A Welcome Burden

From Guest Blogger Josh Austin, Pastor at Mineral Neighborhood Christian Center in Mineral, Washington.

Have you ever experienced a privilege that later becomes a burden?  You know, like the privilege of buying a new puppy but then having the burden of cleaning up the messes. You take the messes with the burden because the puppy is now part of your family, and you’ll do anything to maintain that privilege.  Let me tell you about a privilege in my life that has now turned into a very welcome burden that I don’t mind doing something about.

In May of 2017 I had the opportunity to join Go on the Mission for a trip to Senegal, West Africa.  I consider any kind of travel to be a privilege — to see new parts of the world, meet new people and experience a new culture.  What an honor!  However, I did not expect to come home with such a heavy burden for the people of Senegal.

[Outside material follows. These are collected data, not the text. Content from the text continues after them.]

//! The authoritative variable table.
//!
//! Logical index = position in this table. Append-only: inserting a row in
//! the middle shifts every later index and therefore requires bumping the
//! snapshot layout version. Name uniqueness and the size cap are enforced at
//! build time in the parent module.

use super::{Access, PrimaryFlag, Storage, Unit, VariableDef};
use crate::codec::DataType;
use crate::snapshot::{StrField, Vec2Field, Vec3Field};

const fn value(name: &'static str, unit: Unit) -> VariableDef {
    VariableDef {
        name,
        data_type: DataType::Double,
        flag: PrimaryFlag::Value,
        access: Access::Read,
        unit,
        storage: Storage::Scalar,
    }
}

const fn value_rw(name: &'static str, unit: Unit) -> VariableDef {
    VariableDef {
        name,
        data_type: DataType::Double,
        flag: PrimaryFlag::Value,
        access: Access::ReadWrite,
        unit,
        storage: Storage::Scalar,
    }
}

const fn event(name: &'static str) -> VariableDef {
    VariableDef {
        name,
        data_type: DataType::Double,
        flag: PrimaryFlag::Event,
        access: Access::Write,
        unit: Unit::None,
        storage: Storage::MessageOnly,
    }
}

const fn toggle_rw(name: &'static str) -> VariableDef {
    VariableDef {
        name,
        data_type: DataType::Double,
        flag: PrimaryFlag::Toggle,
        access: Access::ReadWrite,
        unit: Unit::None,
        storage: Storage::Scalar,
    }
}

const fn active_rw(name: &'static str) -> VariableDef {
    VariableDef {
        name,
        data_type: DataType::Double,
        flag: PrimaryFlag::Active,
        access: Access::ReadWrite,
        unit: Unit::None,
        storage: Storage::Scalar,
    }
}

const fn step(name: &'static str) -> VariableDef {
    VariableDef {
        name,
        data_type: DataType::Double,
        flag: PrimaryFlag::Step,
        access: Access::ReadWrite,
        unit: Unit::None,
        storage: Storage::Scalar,
    }
}

const fn vec2(name: &'static str, unit: Unit, field: Vec2Field) -> VariableDef {
    VariableDef {
        name,
        data_type: DataType::Vector2d,
        flag: PrimaryFlag::Value,
        access: Access::Read,
        unit,
        storage: Storage::Vector2(field),
    }
}

const fn vec3(name: &'static str, unit: Unit, field: Vec3Field) -> VariableDef {
    VariableDef {
        name,
        data_type: DataType::Vector3d,
        flag: PrimaryFlag::Value,
        access: Access::Read,
        unit,
        storage: Storage::Vector3(field),
    }
}

const fn string(name: &'static str, field: StrField) -> VariableDef {
    VariableDef {
        name,
        data_type: DataType::String,
        flag: PrimaryFlag::Value,
        access: Access::Read,
        unit: Unit::None,
        storage: Storage::Str(field),
    }
}

/// Every variable the bridge exposes, in logical-index order.
pub const TABLE: &[VariableDef] = &[
    // Aircraft: position and attitude
    value("Aircraft.Latitude", Unit::Degree),
    value("Aircraft.Longitude", Unit::Degree),
    value("Aircraft.Altitude", Unit::Meter),
    value("Aircraft.Height", Unit::Meter),
    value("Aircraft.Pitch", Unit::Radian),
    value("Aircraft.Bank", Unit::Radian),
    value("Aircraft.TrueHeading", Unit::Radian),
    value("Aircraft.MagneticHeading", Unit::Radian),
    // Aircraft: speeds
    value("Aircraft.IndicatedAirspeed", Unit::MeterPerSecond),
    value("Aircraft.IndicatedAirspeedTrend", Unit::MeterPerSecond),
    value("Aircraft.GroundSpeed", Unit::MeterPerSecond),
    value("Aircraft.VerticalSpeed", Unit::MeterPerSecond),
    value("Aircraft.MachNumber", Unit::None),
    value("Aircraft.AngleOfAttack", Unit::Radian),
    value("Aircraft.AngleOfAttackLimit", Unit::Radian),
    value("Aircraft.RateOfTurn", Unit::RadianPerSecond),
    value("Aircraft.RadarAltitude", Unit::Meter),
    // Aircraft: state
    value("Aircraft.OnGround", Unit::None),
    value("Aircraft.OnRunway", Unit::None),
    value("Aircraft.Crashed", Unit::None),
    value("Aircraft.Gear", Unit::None),
    value("Aircraft.Flaps", Unit::None),
    value("Aircraft.Slats", Unit::None),
    value("Aircraft.Throttle", Unit::None),
    value("Aircraft.AirBrake", Unit::None),
    value_rw("Aircraft.ParkingBrake", Unit::None),
    // Aircraft: physics vectors
    vec3("Aircraft.Position", Unit::Meter, Vec3Field::Position),
    vec3("Aircraft.Velocity", Unit::MeterPerSecond, Vec3Field::Velocity),
    vec3(
        "Aircraft.Acceleration",
        Unit::MeterPerSecond2,
        Vec3Field::Acceleration,
    ),
    vec3(
        "Aircraft.AngularVelocity",
        Unit::RadianPerSecond,
        Vec3Field::AngularVelocity,
    ),
    vec3("Aircraft.Wind", Unit::MeterPerSecond, Vec3Field::Wind),
    vec3("Aircraft.Gravity", Unit::MeterPerSecond2, Vec3Field::Gravity),
    // Aircraft: nearest airport
    value("Aircraft.NearestAirportElevation", Unit::Meter),
    vec2(
        "Aircraft.NearestAirportLocation",
        Unit::Degree,
        Vec2Field::NearestAirportLocation,
    ),
    string("Aircraft.Name", StrField::AircraftName),
    string(
        "Aircraft.NearestAirportIdentifier",
        StrField::NearestAirportId,
    ),
    string("Aircraft.NearestAirportName", StrField::NearestAirportName),
    // Aircraft: engines
    active_rw("Aircraft.EngineMaster1"),
    active_rw("Aircraft.EngineMaster2"),
    value_rw("Aircraft.EngineThrottle1", Unit::None),
    value_rw("Aircraft.EngineThrottle2", Unit::None),
    value("Aircraft.EngineRotationSpeed1", Unit::RadianPerSecond),
    value("Aircraft.EngineRotationSpeed2", Unit::RadianPerSecond),
    value("Aircraft.EngineRunning1", Unit::None),
    value("Aircraft.EngineRunning2", Unit::None),
    active_rw("Aircraft.Starter1"),
    active_rw("Aircraft.Starter2"),
    // Performance speeds
    value("Performance.Speed.VS0", Unit::MeterPerSecond),
    value("Performance.Speed.VS1", Unit::MeterPerSecond),
    value("Performance.Speed.VFE", Unit::MeterPerSecond),
    value("Performance.Speed.VNO", Unit::MeterPerSecond),
    value("Performance.Speed.VNE", Unit::MeterPerSecond),
    value("Performance.Speed.VAPP", Unit::MeterPerSecond),
    value("Performance.Speed.Minimum", Unit::MeterPerSecond),
    value("Performance.Speed.Maximum", Unit::MeterPerSecond),
    // Controls
    value_rw("Controls.Throttle", Unit::None),
    value_rw("Controls.Throttle1", Unit::None),
    value_rw("Controls.Throttle2", Unit::None),
    value_rw("Controls.Throttle3", Unit::None),
    value_rw("Controls.Throttle4", Unit::None),
    value_rw("Controls.Pitch.Input", Unit::None),
    value_rw("Controls.Roll.Input", Unit::None),
    value_rw("Controls.Yaw.Input", Unit::None),
    value_rw("Controls.Flaps", Unit::None),
    value_rw("Controls.Gear", Unit::None),
    value_rw("Controls.WheelBrake.Left", Unit::None),
    value_rw("Controls.WheelBrake.Right", Unit::None),
    value_rw("Controls.AirBrake", Unit::None),
    value_rw("Controls.GliderAirBrake", Unit::None),
    value_rw("Controls.Collective", Unit::None),
    value_rw("Controls.Trim", Unit::None),
    // Navigation
    value_rw("Navigation.SelectedCourse1", Unit::Radian),
    value_rw("Navigation.SelectedCourse2", Unit::Radian),
    value_rw("Navigation.NAV1Frequency", Unit::Hertz),
    value_rw("Navigation.NAV1StandbyFrequency", Unit::Hertz),
    event("Navigation.NAV1FrequencySwap"),
    value_rw("Navigation.NAV2Frequency", Unit::Hertz),
    value_rw("Navigation.NAV2StandbyFrequency", Unit::Hertz),
    event("Navigation.NAV2FrequencySwap"),
    value_rw("Navigation.ADF1Frequency", Unit::Hertz),
    value("Navigation.DME1Distance", Unit::Meter),
    value("Navigation.DME1Time", Unit::Second),
    value("Navigation.ILS1Course", Unit::Radian),
    // Communication
    value_rw("Communication.COM1Frequency", Unit::Hertz),
    value_rw("Communication.COM1StandbyFrequency", Unit::Hertz),
    event("Communication.COM1FrequencySwap"),
    value_rw("Communication.COM2Frequency", Unit::Hertz),
    value_rw("Communication.COM2StandbyFrequency", Unit::Hertz),
    event("Communication.COM2FrequencySwap"),
    value_rw("Communication.TransponderCode", Unit::None),
    value_rw("Communication.TransponderCursor", Unit::None),
    // Autopilot
    toggle_rw("Autopilot.Master"),
    event("Autopilot.Disengage"),
    value_rw("Autopilot.Heading", Unit::Radian),
    value_rw("Autopilot.VerticalSpeed", Unit::MeterPerSecond),
    value_rw("Autopilot.SelectedSpeed", Unit::MeterPerSecond),
    value_rw("Autopilot.SelectedHeading", Unit::Radian),
    value_rw("Autopilot.SelectedAltitude", Unit::Meter),
    value_rw("Autopilot.SelectedVerticalSpeed", Unit::MeterPerSecond),
    value("Autopilot.Engaged", Unit::None),
    value_rw("Autopilot.UseMachNumber", Unit::None),
    value("Autopilot.SpeedManaged", Unit::None),
    value("Autopilot.ThrottleEngaged", Unit::None),
    string("Autopilot.ActiveLateralMode", StrField::AutopilotLateralMode),
    string(
        "Autopilot.ActiveVerticalMode",
        StrField::AutopilotVerticalMode,
    ),
    // Warnings
    value("Warnings.MasterWarning", Unit::None),
    value("Warnings.MasterCaution", Unit::None),
    value("Warnings.EngineFire", Unit::None),
    value("Warnings.LowOilPressure", Unit::None),
    value("Warnings.LowFuelPressure", Unit::None),
    value("Warnings.AltitudeAlert", Unit::None),
    event("Warnings.WarningMute"),
    // Doors and windows (step controls)
    step("Doors.Left"),
    step("Doors.Right"),
    step("Windows.Left"),
    step("Windows.Right"),
    // Simulation
    toggle_rw("Simulation.Pause"),
    toggle_rw("Simulation.Sound"),
    event("Simulation.TimeChange"),
    value_rw("Simulation.Visibility", Unit::None),
    value("Simulation.Time", Unit::Second),
    event("Simulation.PlaybackStart"),
    event("Simulation.PlaybackStop"),
    event("Simulation.LiftUp"),
    // View
    toggle_rw("View.Internal"),
    event("View.Follow"),
    event("View.Category"),
    event("View.Mode"),
    value_rw("View.Zoom", Unit::None),
];

#[cfg(test)]
mod tests {
    use super::*;
    use crate::registry::VAR_COUNT;

    #[test]
    fn test_table_is_reasonably_populated() {
        assert!(VAR_COUNT >= 100, "table shrank to {VAR_COUNT}");
    }

    #[test]
    fn test_step_controls_are_writable_scalars() {
        for def in TABLE {
            if def.flag == PrimaryFlag::Step {
                assert!(def.access.is_writable(), "{}", def.name);
                assert_eq!(def.storage, Storage::Scalar, "{}", def.name);
            }
        }
    }

    #[test]
    fn test_events_have_no_snapshot_slot() {
        for def in TABLE {
            if def.flag == PrimaryFlag::Event {
                assert_eq!(def.storage, Storage::MessageOnly, "{}", def.name);
            }
        }
    }
}
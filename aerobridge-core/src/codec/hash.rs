//! The simulator's message-identifier hash.
//!
//! Message ids are the FNV-1a 64 hash of the dotted variable name, the same
//! convention the host SDK applies when it builds its message tables. The
//! registry treats the function as an oracle: correctness is pinned by
//! round-tripping registered names, not by literal constants.

const FNV_OFFSET_BASIS: u64 = 0xcbf2_9ce4_8422_2325;
const FNV_PRIME: u64 = 0x0000_0100_0000_01b3;

/// Hash a variable name to its 64-bit message id.
#[inline]
pub const fn message_hash(name: &str) -> u64 {
    let bytes = name.as_bytes();
    let mut hash = FNV_OFFSET_BASIS;
    let mut i = 0;
    while i < bytes.len() {
        hash ^= bytes[i] as u64;
        hash = hash.wrapping_mul(FNV_PRIME);
        i += 1;
    }
    hash
}
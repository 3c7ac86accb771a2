//! Wire-level value types shared by the codec and the snapshot layout.

use serde::Serialize;
use std::fmt;

/// Data type carried by a simulator message.
///
/// Single byte on the wire (widened to u32 in the header for alignment).
#[derive(Debug, Clone, Copy, PartialEq, Eq, Hash, Serialize)]
#[serde(rename_all = "lowercase")]
#[repr(u32)]
pub enum DataType {
    None = 0,
    Double = 1,
    Int64 = 2,
    Uint64 = 3,
    Uint8 = 4,
    Float = 5,
    Vector2d = 6,
    Vector3d = 7,
    Vector4d = 8,
    String = 9,
}

impl DataType {
    /// Decode from the wire header. Unknown values are rejected.
    pub fn from_wire(raw: u32) -> Option<Self> {
        Some(match raw {
            0 => DataType::None,
            1 => DataType::Double,
            2 => DataType::Int64,
            3 => DataType::Uint64,
            4 => DataType::Uint8,
            5 => DataType::Float,
            6 => DataType::Vector2d,
            7 => DataType::Vector3d,
            8 => DataType::Vector4d,
            9 => DataType::String,
            _ => return None,
        })
    }

    /// Payload size in bytes, or `None` for variable-length payloads.
    pub fn payload_len(self) -> Option<usize> {
        Some(match self {
            DataType::None => 0,
            DataType::Double | DataType::Int64 | DataType::Uint64 => 8,
            DataType::Uint8 => 1,
            DataType::Float => 4,
            DataType::Vector2d => 16,
            DataType::Vector3d => 24,
            DataType::Vector4d => 32,
            DataType::String => return None,
        })
    }

    /// Wire payload for a numeric command aimed at a variable of this type.
    /// Vector and string variables do not accept numeric commands.
    pub fn numeric_payload(self, value: f64) -> Option<MessageValue> {
        Some(match self {
            DataType::Double => MessageValue::Double(value),
            DataType::Int64 => MessageValue::Int64(value as i64),
            DataType::Uint64 => MessageValue::Uint64(value.max(0.0) as u64),
            DataType::Uint8 => MessageValue::Uint8(value.clamp(0.0, 255.0) as u8),
            DataType::Float => MessageValue::Float(value as f32),
            _ => return None,
        })
    }

    /// True for types stored in the snapshot's scalar array.
    pub fn is_scalar(self) -> bool {
        matches!(
            self,
            DataType::Double
                | DataType::Int64
                | DataType::Uint64
                | DataType::Uint8
                | DataType::Float
        )
    }
}

impl fmt::Display for DataType {
    fn fmt(&self, f: &mut fmt::Formatter<'_>) -> fmt::Result {
        let s = match self {
            DataType::None => "none",
            DataType::Double => "double",
            DataType::Int64 => "int64",
            DataType::Uint64 => "uint64",
            DataType::Uint8 => "uint8",
            DataType::Float => "float",
            DataType::Vector2d => "vector2d",
            DataType::Vector3d => "vector3d",
            DataType::Vector4d => "vector4d",
            DataType::String => "string",
        };
        f.write_str(s)
    }
}

/// Two-component double vector (e.g. a lat/lon pair).
#[derive(Debug, Clone, Copy, PartialEq, Default)]
#[repr(C)]
pub struct Vector2 {
    pub x: f64,
    pub y: f64,
}

/// Three-component double vector (world position, velocity, wind, ...).
#[derive(Debug, Clone, Copy, PartialEq, Default)]
#[repr(C)]
pub struct Vector3 {
    pub x: f64,
    pub y: f64,
    pub z: f64,
}

/// Four-component double vector (quaternions and similar).
#[derive(Debug, Clone, Copy, PartialEq, Default)]
#[repr(C)]
pub struct Vector4 {
    pub x: f64,
    pub y: f64,
    pub z: f64,
    pub w: f64,
}

impl Vector2 {
    pub const fn new(x: f64, y: f64) -> Self {
        Self { x, y }
    }
}

impl Vector3 {
    pub const fn new(x: f64, y: f64, z: f64) -> Self {
        Self { x, y, z }
    }
}

impl Vector4 {
    pub const fn new(x: f64, y: f64, z: f64, w: f64) -> Self {
        Self { x, y, z, w }
    }
}

/// Decoded message payload.
#[derive(Debug, Clone, PartialEq)]
pub enum MessageValue {
    None,
    Double(f64),
    Int64(i64),
    Uint64(u64),
    Uint8(u8),
    Float(f32),
    Vector2(Vector2),
    Vector3(Vector3),
    Vector4(Vector4),
    Str(Vec<u8>),
}

impl MessageValue {
    /// Numeric view of the payload, for scalar storage and step deltas.
    pub fn as_f64(&self) -> Option<f64> {
        match self {
            MessageValue::Double(v) => Some(*v),
            MessageValue::Int64(v) => Some(*v as f64),
            MessageValue::Uint64(v) => Some(*v as f64),
            MessageValue::Uint8(v) => Some(f64::from(*v)),
            MessageValue::Float(v) => Some(f64::from(*v)),
            _ => None,
        }
    }

    pub fn data_type(&self) -> DataType {
        match self {
            MessageValue::None => DataType::None,
            MessageValue::Double(_) => DataType::Double,
            MessageValue::Int64(_) => DataType::Int64,
            MessageValue::Uint64(_) => DataType::Uint64,
            MessageValue::Uint8(_) => DataType::Uint8,
            MessageValue::Float(_) => DataType::Float,
            MessageValue::Vector2(_) => DataType::Vector2d,
            MessageValue::Vector3(_) => DataType::Vector3d,
            MessageValue::Vector4(_) => DataType::Vector4d,
            MessageValue::Str(_) => DataType::String,
        }
    }
}
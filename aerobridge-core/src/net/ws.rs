//! WebSocket fan-out (RFC 6455), browser clients included.
//!
//! One server thread owns accept and per-client reads; broadcasting runs on
//! the host thread like the TCP path and sends the same payload bytes,
//! framed once per broadcast tick. Per-client state machine:
//!
//! ```text
//! AwaitingHandshake --101--> Open --close/error--> Closed
//! ```
//!
//! Handshakes have a 2 s deadline and an 8 KiB cap; client frames must be
//! masked; text frames feed the command queue; ping gets pong; binary and
//! continuation frames are tolerated and ignored.

use super::frame::{self, Frame, Opcode};
use crate::command::CommandQueue;
use anyhow::{Context, Result};
use base64::engine::general_purpose::STANDARD as BASE64;
use base64::Engine as _;
use parking_lot::Mutex;
use sha1::{Digest, Sha1};
use std::io::{ErrorKind, Read, Write};
use std::net::{Shutdown, TcpListener, TcpStream};
use std::sync::atomic::{AtomicBool, Ordering};
use std::sync::Arc;
use std::thread::JoinHandle;
use std::time::{Duration, Instant};
use tracing::{debug, info, warn};

/// Default WebSocket port.
pub const DEFAULT_WS_PORT: u16 = 8765;

/// Server loop poll interval; bounds both read latency and shutdown time.
const POLL_INTERVAL: Duration = Duration::from_millis(5);
/// Handshake must complete within this window.
const HANDSHAKE_DEADLINE: Duration = Duration::from_secs(2);
/// Handshake request size cap.
const MAX_HANDSHAKE_BYTES: usize = 8 * 1024;

/// RFC 6455 §1.3 magic GUID.
const WS_ACCEPT_GUID: &str = "258EAFA5-E914-47DA-95CA-C5AB0DC85B11";

/// Compute the `Sec-WebSocket-Accept` value for a client key.
pub fn accept_key(client_key: &str) -> String {
    let mut sha = Sha1::new();
    sha.update(client_key.trim().as_bytes());
    sha.update(WS_ACCEPT_GUID.as_bytes());
    BASE64.encode(sha.finalize())
}

#[derive(Debug, PartialEq, Eq)]
enum ClientState {
    AwaitingHandshake,
    Open,
    Closed,
}

struct WsClient {
    stream: TcpStream,
    state: ClientState,
    read_buf: Vec<u8>,
    connected_at: Instant,
}

impl WsClient {
    fn new(stream: TcpStream) -> Self {
        Self {
            stream,
            state: ClientState::AwaitingHandshake,
            read_buf: Vec::with_capacity(1024),
            connected_at: Instant::now(),
        }
    }

    fn close(&mut self) {
        let _ = self.stream.shutdown(Shutdown::Both);
        self.state = ClientState::Closed;
        self.read_buf = Vec::new();
    }
}

/// The WebSocket fan-out server (default port 8765).
pub struct WebSocketServer {
    clients: Arc<Mutex<Vec<WsClient>>>,
    running: Arc<AtomicBool>,
    server_thread: Option<JoinHandle<()>>,
    local_port: u16,
}

impl WebSocketServer {
    pub fn start(port: u16, queue: CommandQueue) -> Result<Self> {
        let listener = TcpListener::bind(("0.0.0.0", port))
            .with_context(|| format!("failed to bind websocket port {port}"))?;
        let local_port = listener.local_addr()?.port();
        listener
            .set_nonblocking(true)
            .context("failed to make websocket listener non-blocking")?;

        let clients = Arc::new(Mutex::new(Vec::new()));
        let running = Arc::new(AtomicBool::new(true));

        let loop_clients = clients.clone();
        let loop_running = running.clone();
        let server_thread = std::thread::Builder::new()
            .name("bridge-websocket".into())
            .spawn(move || server_loop(listener, loop_clients, queue, loop_running))
            .context("failed to spawn websocket thread")?;

        info!(port = local_port, "websocket server listening");
        Ok(Self {
            clients,
            running,
            server_thread: Some(server_thread),
            local_port,
        })
    }

    pub fn local_port(&self) -> u16 {
        self.local_port
    }

    /// Clients that have completed the handshake.
    pub fn client_count(&self) -> usize {
        self.clients
            .lock()
            .iter()
            .filter(|c| c.state == ClientState::Open)
            .count()
    }

    /// Broadcast one payload as a single unmasked text frame. The frame is
    /// built once; sends are non-blocking and lossy, mirroring the TCP path.
    pub fn broadcast(&self, payload: &[u8]) {
        let mut local = std::mem::take(&mut *self.clients.lock());
        if local.is_empty() {
            return;
        }

        let framed = frame::encode_text(payload);
        for client in &mut local {
            if client.state != ClientState::Open {
                continue;
            }
            match client.stream.write(&framed) {
                Ok(n) if n == framed.len() => {}
                Ok(_) => {
                    // Partial frame would desync the protocol stream.
                    debug!("partial websocket frame, dropping client");
                    client.close();
                }
                Err(e) if e.kind() == ErrorKind::WouldBlock => {}
                Err(e) if e.kind() == ErrorKind::Interrupted => {}
                Err(e) => {
                    debug!(error = %e, "websocket client dropped on send");
                    client.close();
                }
            }
        }
        local.retain(|c| c.state != ClientState::Closed);

        self.clients.lock().append(&mut local);
    }

    /// Stop the server thread and close every connection. Idempotent.
    pub fn stop(&mut self) {
        self.running.store(false, Ordering::Release);
        if let Some(handle) = self.server_thread.take() {
            let _ = handle.join();
        }
        for client in self.clients.lock().iter_mut() {
            if client.state == ClientState::Open {
                let _ = client
                    .stream
                    .write(&frame::encode_server_frame(Opcode::Close, &[]));
            }
            client.close();
        }
        self.clients.lock().clear();
    }
}

impl Drop for WebSocketServer {
    fn drop(&mut self) {
        self.stop();
    }
}

fn server_loop(
    listener: TcpListener,
    clients: Arc<Mutex<Vec<WsClient>>>,
    queue: CommandQueue,
    running: Arc<AtomicBool>,
) {
    while running.load(Ordering::Acquire) {
        // Accept every pending connection.
        loop {
            match listener.accept() {
                Ok((stream, peer)) => {
                    if stream.set_nonblocking(true).and(stream.set_nodelay(true)).is_err() {
                        continue;
                    }
                    debug!(%peer, "websocket connection accepted");
                    clients.lock().push(WsClient::new(stream));
                }
                Err(e) if e.kind() == ErrorKind::WouldBlock => break,
                Err(e) => {
                    warn!(error = %e, "websocket accept failed");
                    break;
                }
            }
        }

        // Service every client, then evict the closed ones.
        let mut local = std::mem::take(&mut *clients.lock());
        for client in &mut local {
            service_client(client, &queue);
        }
        local.retain(|c| c.state != ClientState::Closed);
        clients.lock().append(&mut local);

        std::thread::sleep(POLL_INTERVAL);
    }
}

fn service_client(client: &mut WsClient, queue: &CommandQueue) {
    if client.state == ClientState::Closed {
        return;
    }

    // Drain whatever the socket has without blocking.
    let mut chunk = [0u8; 4096];
    loop {
        match client.stream.read(&mut chunk) {
            Ok(0) => {
                client.close();
                return;
            }
            Ok(n) => client.read_buf.extend_from_slice(&chunk[..n]),
            Err(e) if e.kind() == ErrorKind::WouldBlock => break,
            Err(e) if e.kind() == ErrorKind::Interrupted => continue,
            Err(e) => {
                debug!(error = %e, "websocket read failed");
                client.close();
                return;
            }
        }
    }

    match client.state {
        ClientState::AwaitingHandshake => progress_handshake(client),
        ClientState::Open => process_frames(client, queue),
        ClientState::Closed => {}
    }
}

fn progress_handshake(client: &mut WsClient) {
    if client.connected_at.elapsed() > HANDSHAKE_DEADLINE
        || client.read_buf.len() > MAX_HANDSHAKE_BYTES
    {
        debug!("websocket handshake timed out or overflowed");
        client.close();
        return;
    }

    let Some(end) = find_header_end(&client.read_buf) else {
        return;
    };

    let request = String::from_utf8_lossy(&client.read_buf[..end]).into_owned();
    client.read_buf.drain(..end);

    match handshake_response(&request) {
        Some(response) => {
            if client.stream.write_all(response.as_bytes()).is_err() {
                client.close();
                return;
            }
            client.state = ClientState::Open;
            debug!("websocket handshake complete");
        }
        None => {
            debug!("invalid websocket handshake");
            let _ = client
                .stream
                .write_all(b"HTTP/1.1 400 Bad Request\r\nConnection: close\r\n\r\n");
            client.close();
        }
    }
}

fn process_frames(client: &mut WsClient, queue: &CommandQueue) {
    loop {
        match frame::parse_client_frame(&client.read_buf) {
            Ok(None) => return,
            Ok(Some((frame, consumed))) => {
                client.read_buf.drain(..consumed);
                handle_frame(client, frame, queue);
                if client.state == ClientState::Closed {
                    return;
                }
            }
            Err(e) => {
                debug!(error = %e, "websocket protocol violation");
                client.close();
                return;
            }
        }
    }
}

fn handle_frame(client: &mut WsClient, frame: Frame, queue: &CommandQueue) {
    match frame.opcode {
        Opcode::Text => {
            queue.push(String::from_utf8_lossy(&frame.payload).into_owned());
        }
        Opcode::Ping => {
            let pong = frame::encode_server_frame(Opcode::Pong, &frame.payload);
            if client.stream.write_all(&pong).is_err() {
                client.close();
            }
        }
        Opcode::Close => {
            let _ = client
                .stream
                .write(&frame::encode_server_frame(Opcode::Close, &[]));
            client.close();
        }
        // Single-frame text covers every supported client; these are legal
        // but carry nothing for us.
        Opcode::Binary | Opcode::Continuation | Opcode::Pong => {}
    }
}

fn find_header_end(buf: &[u8]) -> Option<usize> {
    buf.windows(4).position(|w| w == b"\r\n\r\n").map(|p| p + 4)
}

/// Validate the upgrade request and build the `101` response.
///
/// Header checks are case-insensitive per RFC 7230; only `Upgrade`,
/// `Connection` and `Sec-WebSocket-Key` matter here.
fn handshake_response(request: &str) -> Option<String> {
    let mut has_upgrade = false;
    let mut has_connection_upgrade = false;
    let mut key = None;

    for line in request.lines().skip(1) {
        let Some((name, value)) = line.split_once(':') else {
            continue;
        };
        let name = name.trim().to_ascii_lowercase();
        let value = value.trim();
        match name.as_str() {
            "upgrade" => has_upgrade = value.eq_ignore_ascii_case("websocket"),
            "connection" => {
                has_connection_upgrade = value
                    .split(',')
                    .any(|t| t.trim().eq_ignore_ascii_case("upgrade"));
            }
            "sec-websocket-key" => key = Some(value.to_string()),
            _ => {}
        }
    }

    if !has_upgrade || !has_connection_upgrade {
        return None;
    }
    let key = key?;

    Some(format!(
        "HTTP/1.1 101 Switching Protocols\r\n\
         Upgrade: websocket\r\n\
         Connection: Upgrade\r\n\
         Sec-WebSocket-Accept: {}\r\n\r\n",
        accept_key(&key)
    ))
}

The team at GO did an excellent job of preparing our travel team for the trip.  In addition to learning about the country, culture, and holistic way God is at work in Senegal they also shared statistics on poverty and the educational system. The training was very helpful but I will be the first to admit the statistics did very little in bringing me to a point of action, I suspect GO knows this.  In fact it would not be until I witnessed these statistics first hand that I felt this burden on my heart.  After all, you would have to be less than human to go unchanged and unburdened after looking into the eyes of a struggling child.

My heart became burdened seeing the toothy smile of a 2nd grade girl, dressed in rags, sitting at makeshift desks with 30 other students, in a small dark room made for less than ten.  My heart ached watching as she soaked up all the teacher had to say because she knows that without an education she has nothing.  I loved hearing the sound of laughter as 80 Senegalese children were released for recess to an area where there will be no monkey bars, no swings – nothing but an empty slab of concrete covered in a thick layer of red dust. I saw firsthand a country that offers little to no hope for their young people because the public education system is broken. Then I realized there can be hope for this child and others because of the meager $35.00 per month sent by someone willing to sacrifice the price of sponsorship.

To partner with an organization such as GO on the Mission, who is fighting against these statistics and providing hope of a future for an entire generation, ensures the children, who I had the privilege of spending a week with, will have a different and brighter future. That is a burden I will gladly bear.